--- START ---

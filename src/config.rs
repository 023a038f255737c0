use serde::{Deserialize, Serialize};
use std::fs;
use std::path::{Path, PathBuf};

use crate::error::ConfigError;

/// When a `Steps` container re-registers its declared steps
#[derive(Debug, Clone, Copy, PartialEq, Eq, Default, Serialize, Deserialize)]
#[serde(rename_all = "snake_case")]
pub enum RegistrationPolicy {
    /// Re-register whenever ids, titles or order differ
    #[default]
    Content,

    /// Re-register only when the number of steps changes
    Length,
}

impl RegistrationPolicy {
    /// Whether `declared` should replace `registered`
    pub fn needs_update<T: PartialEq>(self, registered: &[T], declared: &[T]) -> bool {
        match self {
            RegistrationPolicy::Content => registered != declared,
            RegistrationPolicy::Length => registered.len() != declared.len(),
        }
    }
}

/// What happens to the active index when the step list is replaced
#[derive(Debug, Clone, Copy, PartialEq, Eq, Default, Serialize, Deserialize)]
#[serde(rename_all = "snake_case")]
pub enum ReplacePolicy {
    /// Leave the index alone, even if it is now out of bounds
    #[default]
    Preserve,

    /// Pull the index back onto the last step
    Clamp,
}

#[derive(Debug, Clone, Default, PartialEq, Eq, Serialize, Deserialize)]
pub struct WizardConfig {
    /// Step re-registration trigger
    #[serde(default)]
    pub registration: RegistrationPolicy,

    /// Index handling on step replacement
    #[serde(default)]
    pub on_replace: ReplacePolicy,
}

impl WizardConfig {
    /// Parse configuration from a JSON string
    pub fn from_json_str(json: &str) -> Result<Self, ConfigError> {
        Ok(serde_json::from_str(json)?)
    }

    /// Load configuration from `path`, falling back to defaults if it doesn't exist
    pub fn load_from(path: &Path) -> Result<Self, ConfigError> {
        if !path.exists() {
            tracing::debug!("No wizard config at {}, using defaults", path.display());
            return Ok(Self::default());
        }

        let content = fs::read_to_string(path).map_err(|source| ConfigError::LoadFailed {
            path: path.display().to_string(),
            source,
        })?;
        let config = Self::from_json_str(&content)?;
        tracing::debug!("Loaded wizard config from {}", path.display());
        Ok(config)
    }

    /// Load configuration from the platform config directory
    pub fn load() -> Result<Self, ConfigError> {
        Self::load_from(&Self::config_path()?)
    }

    /// Save configuration to `path`, creating parent directories
    pub fn save_to(&self, path: &Path) -> Result<(), ConfigError> {
        let save_failed = |source: std::io::Error| ConfigError::SaveFailed {
            path: path.display().to_string(),
            source,
        };

        if let Some(parent) = path.parent() {
            fs::create_dir_all(parent).map_err(save_failed)?;
        }

        let json = serde_json::to_string_pretty(self)?;
        fs::write(path, json).map_err(save_failed)?;
        Ok(())
    }

    /// Default config file location
    pub fn config_path() -> Result<PathBuf, ConfigError> {
        dirs::config_dir()
            .map(|dir| dir.join("wizard-stepper").join("config.json"))
            .ok_or(ConfigError::NoConfigDir)
    }
}

#[cfg(test)]
mod tests {
    use super::*;

    #[test]
    fn test_default_config() {
        let config = WizardConfig::default();
        assert_eq!(config.registration, RegistrationPolicy::Content);
        assert_eq!(config.on_replace, ReplacePolicy::Preserve);
    }

    #[test]
    fn test_partial_json_uses_defaults() {
        let config = WizardConfig::from_json_str(r#"{ "on_replace": "clamp" }"#).unwrap();
        assert_eq!(config.registration, RegistrationPolicy::Content);
        assert_eq!(config.on_replace, ReplacePolicy::Clamp);
    }

    #[test]
    fn test_invalid_json() {
        let err = WizardConfig::from_json_str(r#"{ "registration": "sometimes" }"#).unwrap_err();
        assert!(matches!(err, ConfigError::Parse(_)));
    }

    #[test]
    fn test_save_and_load() {
        let dir = tempfile::tempdir().unwrap();
        let path = dir.path().join("nested").join("config.json");

        let config = WizardConfig {
            registration: RegistrationPolicy::Length,
            on_replace: ReplacePolicy::Clamp,
        };
        config.save_to(&path).unwrap();

        assert_eq!(WizardConfig::load_from(&path).unwrap(), config);
    }

    #[test]
    fn test_load_missing_file() {
        let dir = tempfile::tempdir().unwrap();
        let config = WizardConfig::load_from(&dir.path().join("absent.json")).unwrap();
        assert_eq!(config, WizardConfig::default());
    }

    #[test]
    fn test_registration_policy() {
        let registered = vec![1, 2, 3];
        let retitled = vec![1, 2, 4];

        assert!(RegistrationPolicy::Content.needs_update(&registered, &retitled));
        assert!(!RegistrationPolicy::Length.needs_update(&registered, &retitled));
        assert!(RegistrationPolicy::Length.needs_update(&registered, &[1]));
        assert!(!RegistrationPolicy::Content.needs_update(&registered, &registered));
    }
}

--- END ---

EXERCISE BRIEF: Would you copy every line of the entries in which "impl" appears?

SOLUTION BELOW:
impl RegistrationPolicy {
impl WizardConfig {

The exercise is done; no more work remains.